Pregnancy Diaries Entry No. 3: Feeling the Little One
Around 15 weeks, I started to feel my little one nudging me. And now, I’m feeling her more and more lately and that is WILD to me. There are so many different stages when pregnancy becomes more solidified in your mind but nothing quite compares to feeling a person moving inside of you.
I’d been whining a lot during the first trimester, and justifiably so, about how much you have to give up and sacrifice to bring a life into this world. So much of my comforts (as simple as getting a back massage or sleeping on my back) have been taken from me because they may be detrimental to our baby girl and until you see your baby during the ultrasound appointment it doesn’t feel real.
For the last few weeks, I’ve been consistently feeling her shift around and her little punches and kicks and it makes me feel so much joy. Also makes me feel reassured that she’s doing alright in there. I’ve had anxiety pretty much my whole life, but nothing quite hits like maternal anxiety. And I know that won’t go away ever, it just evolves as the kid grows. I know every mother can attest to this.
I had my anatomy scan a couple weeks ago and got to see the baby doing well and thriving. We even got 3D scans of her face 🥹. It’s so cool seeing her face develop (I think I already see the infamous Spates nose developing!) I pray every night that she comes into this world without any trouble and that I can meet her and love her and be the best mom I can be.

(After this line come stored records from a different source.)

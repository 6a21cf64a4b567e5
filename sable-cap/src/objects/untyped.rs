//! Untyped free-space arithmetic
//!
//! An untyped capability carries a byte cursor marking the start of its
//! free space. Retype aligns the cursor up to the object size, places the
//! objects, and moves the cursor past them. The cursor only moves back
//! when the whole region is reset.

use sable_common::addr::mask;

/// Bytes left after `free_offset` in a region of `2^size_bits` bytes.
#[inline]
#[must_use]
pub const fn free_bytes(size_bits: u8, free_offset: u64) -> u64 {
    (1u64 << size_bits) - free_offset
}

/// `free_offset` rounded up to a multiple of `2^obj_bits`.
#[inline]
#[must_use]
pub const fn aligned_offset(free_offset: u64, obj_bits: u64) -> u64 {
    let m = mask(obj_bits as u32);
    (free_offset + m) & !m
}

/// Whether `count` objects of `2^obj_bits` bytes fit after `free_offset`.
///
/// Because the region size is itself a multiple of the object size, this
/// equals checking that the aligned placement ends inside the region.
#[inline]
#[must_use]
pub const fn fits(size_bits: u8, free_offset: u64, obj_bits: u64, count: u64) -> bool {
    if obj_bits > size_bits as u64 {
        return false;
    }
    (free_bytes(size_bits, free_offset) >> obj_bits) >= count
}

/// Cursor after placing `count` objects of `2^obj_bits` bytes.
#[inline]
#[must_use]
pub const fn advance(free_offset: u64, obj_bits: u64, count: u64) -> u64 {
    aligned_offset(free_offset, obj_bits) + (count << obj_bits)
}

#[cfg(test)]
mod tests {
    use super::*;
    use proptest::prelude::*;

    #[test]
    fn test_four_tcbs_from_64k() {
        assert!(fits(16, 0, 10, 4));
        assert_eq!(advance(0, 10, 4), 4096);
        assert_eq!(free_bytes(16, 4096), 61440);
        assert!(!fits(16, 4096, 10, 61));
        assert!(fits(16, 4096, 10, 60));
    }

    #[test]
    fn test_alignment() {
        assert_eq!(aligned_offset(0x10, 10), 0x400);
        assert_eq!(aligned_offset(0x400, 10), 0x400);
        assert_eq!(aligned_offset(0, 12), 0);
    }

    #[test]
    fn test_object_larger_than_region() {
        assert!(!fits(12, 0, 13, 0));
    }

    proptest! {
        #[test]
        fn cursor_is_monotonic_and_bounded(
            size_bits in 12u8..24,
            requests in proptest::collection::vec((4u64..14, 1u64..8), 1..32),
        ) {
            let mut cursor = 0u64;
            for (obj_bits, count) in requests {
                if !fits(size_bits, cursor, obj_bits, count) {
                    continue;
                }
                let next = advance(cursor, obj_bits, count);
                prop_assert!(next >= cursor);
                prop_assert!(next <= 1u64 << size_bits);
                cursor = next;
            }
        }
    }
}
//! Fault messages
//!
//! When a thread faults, the kernel sends a message on the thread's fault
//! endpoint on its behalf. The label identifies the fault and the message
//! registers carry its details, at the word indices below.

/// Fault message labels.
#[repr(u64)]
#[derive(Clone, Copy, Debug, PartialEq, Eq)]
pub enum FaultLabel {
    /// No fault.
    Null = 0,
    /// Capability lookup failed during a syscall.
    CapFault = 1,
    /// Unknown syscall number.
    UnknownSyscall = 2,
    /// Architecture exception (undefined instruction, alignment, ...).
    UserException = 3,
    /// Virtual memory fault.
    VmFault = 4,
}

impl FaultLabel {
    /// Get the label name for logging.
    pub const fn name(self) -> &'static str {
        match self {
            Self::Null => "Null",
            Self::CapFault => "CapFault",
            Self::UnknownSyscall => "UnknownSyscall",
            Self::UserException => "UserException",
            Self::VmFault => "VmFault",
        }
    }
}

/// Cap fault message words.
pub mod cap_fault {
    /// Instruction to restart at.
    pub const IP: usize = 0;
    /// CPtr that failed to resolve.
    pub const ADDR: usize = 1;
    /// Non-zero if the fault happened in the receive phase.
    pub const IN_RECV_PHASE: usize = 2;
    /// First word of the encoded lookup failure.
    pub const LOOKUP_FAILURE_TYPE: usize = 3;
}

/// Unknown syscall message words.
pub mod unknown_syscall {
    /// Message registers 0..4 at the time of the syscall.
    pub const MSG0: usize = 0;
    /// Faulting instruction.
    pub const FAULT_IP: usize = 4;
    /// Stack pointer.
    pub const SP: usize = 5;
    /// Cap register.
    pub const CAP_REG: usize = 6;
    /// Message-info register.
    pub const MSG_INFO_REG: usize = 7;
    /// Syscall number.
    pub const SYSCALL: usize = 8;
    /// Message length.
    pub const LENGTH: u64 = 9;
}

/// User exception message words.
pub mod user_exception {
    /// Faulting instruction.
    pub const FAULT_IP: usize = 0;
    /// Stack pointer.
    pub const SP: usize = 1;
    /// Exception number.
    pub const NUMBER: usize = 2;
    /// Exception code.
    pub const CODE: usize = 3;
    /// Message length.
    pub const LENGTH: u64 = 4;
}

/// VM fault message words.
pub mod vm_fault {
    /// Faulting instruction.
    pub const IP: usize = 0;
    /// Faulting address.
    pub const ADDR: usize = 1;
    /// Non-zero for an instruction fetch fault.
    pub const PREFETCH_FAULT: usize = 2;
    /// Fault status register.
    pub const FSR: usize = 3;
    /// Message length.
    pub const LENGTH: u64 = 4;
}

/// Words a fault handler may reply with to update registers.
pub mod reply {
    /// Unknown syscall reply: message registers 0..4, then FaultIP, SP.
    pub const UNKNOWN_SYSCALL_LENGTH: u64 = 6;
    /// User exception reply: FaultIP, SP.
    pub const USER_EXCEPTION_LENGTH: u64 = 2;
}
//! Hardware interface
//!
//! The kernel core never touches hardware directly. Physical memory, the
//! interrupt controller, inter-processor interrupts and the page-table
//! walker are reached through [`Machine`], owned by the kernel state as a
//! trait object so the same core runs on real hardware and under test.

use sable_cap::{IrqNumber, VmRights};
use sable_common::{PhysAddr, VirtAddr};

/// Exclusive top of the user virtual address range.
pub const USER_TOP: u64 = 1 << 47;

/// Inter-processor interrupt kinds.
#[derive(Clone, Copy, Debug, PartialEq, Eq)]
pub enum Ipi {
    /// Re-run the scheduler on the target core.
    Reschedule,
    /// The target core's current thread was taken off the CPU.
    Stall,
}

/// Why a translation-table walk stopped.
#[derive(Clone, Copy, Debug, PartialEq, Eq)]
pub enum MappingError {
    /// An intermediate table is missing; `bits_left` address bits were
    /// still unresolved.
    MissingTable {
        /// Address bits left unresolved.
        bits_left: u32,
    },
    /// Something is already mapped at the target entry.
    AlreadyMapped,
}

/// Platform services consumed by the kernel.
pub trait Machine: Send {
    /// Read a word of physical memory.
    fn read_word(&self, addr: PhysAddr) -> u64;

    /// Write a word of physical memory.
    fn write_word(&mut self, addr: PhysAddr, value: u64);

    /// Zero `2^size_bits` bytes at `base`.
    fn clear_memory(&mut self, base: PhysAddr, size_bits: u8);

    /// Claim the highest-priority pending interrupt, if any.
    fn active_irq(&mut self) -> Option<IrqNumber>;

    /// Whether an interrupt is pending, without claiming it.
    fn is_irq_pending(&self) -> bool;

    /// Mask or unmask an interrupt line.
    fn mask_irq(&mut self, irq: IrqNumber, masked: bool);

    /// Signal end of interrupt to the controller.
    fn ack_irq(&mut self, irq: IrqNumber);

    /// Re-arm the scheduler timer.
    fn reset_timer(&mut self);

    /// Send an IPI to every core set in `mask`.
    fn send_ipi(&mut self, mask: u64, ipi: Ipi);

    /// Walk `vspace` to the entry that would map `2^size_bits` bytes at
    /// `vaddr`, and check that it is free.
    fn lookup(&self, vspace: PhysAddr, vaddr: VirtAddr, size_bits: u8) -> Result<(), MappingError>;

    /// Install a frame mapping. Call only after [`Machine::lookup`] succeeded.
    fn map_frame(
        &mut self,
        vspace: PhysAddr,
        vaddr: VirtAddr,
        frame: PhysAddr,
        size_bits: u8,
        rights: VmRights,
    );

    /// Remove a frame mapping, if it still maps `frame`.
    fn unmap_frame(&mut self, vspace: PhysAddr, vaddr: VirtAddr, frame: PhysAddr);

    /// Install a page table covering `vaddr`.
    fn map_page_table(&mut self, vspace: PhysAddr, vaddr: VirtAddr, table: PhysAddr);

    /// Remove a page table, if it is still installed at `vaddr`.
    fn unmap_page_table(&mut self, vspace: PhysAddr, vaddr: VirtAddr, table: PhysAddr);

    /// Switch the current core to `root`, or to the kernel-only address
    /// space when `None`.
    fn set_vspace_root(&mut self, root: Option<PhysAddr>);
}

Mike and I just recently celebrated our 7 year marriage anniversary and I realized I’ve been with this man about a third of my life (we started dating 11 years ago) and we’ve been through so many ups and downs together: the loss of family members, graduating college, changing jobs, moving across the country, adjusting to desert life, etc. And now we’re about to embark on one of the craziest journeys yet: being parents together. I can’t wait.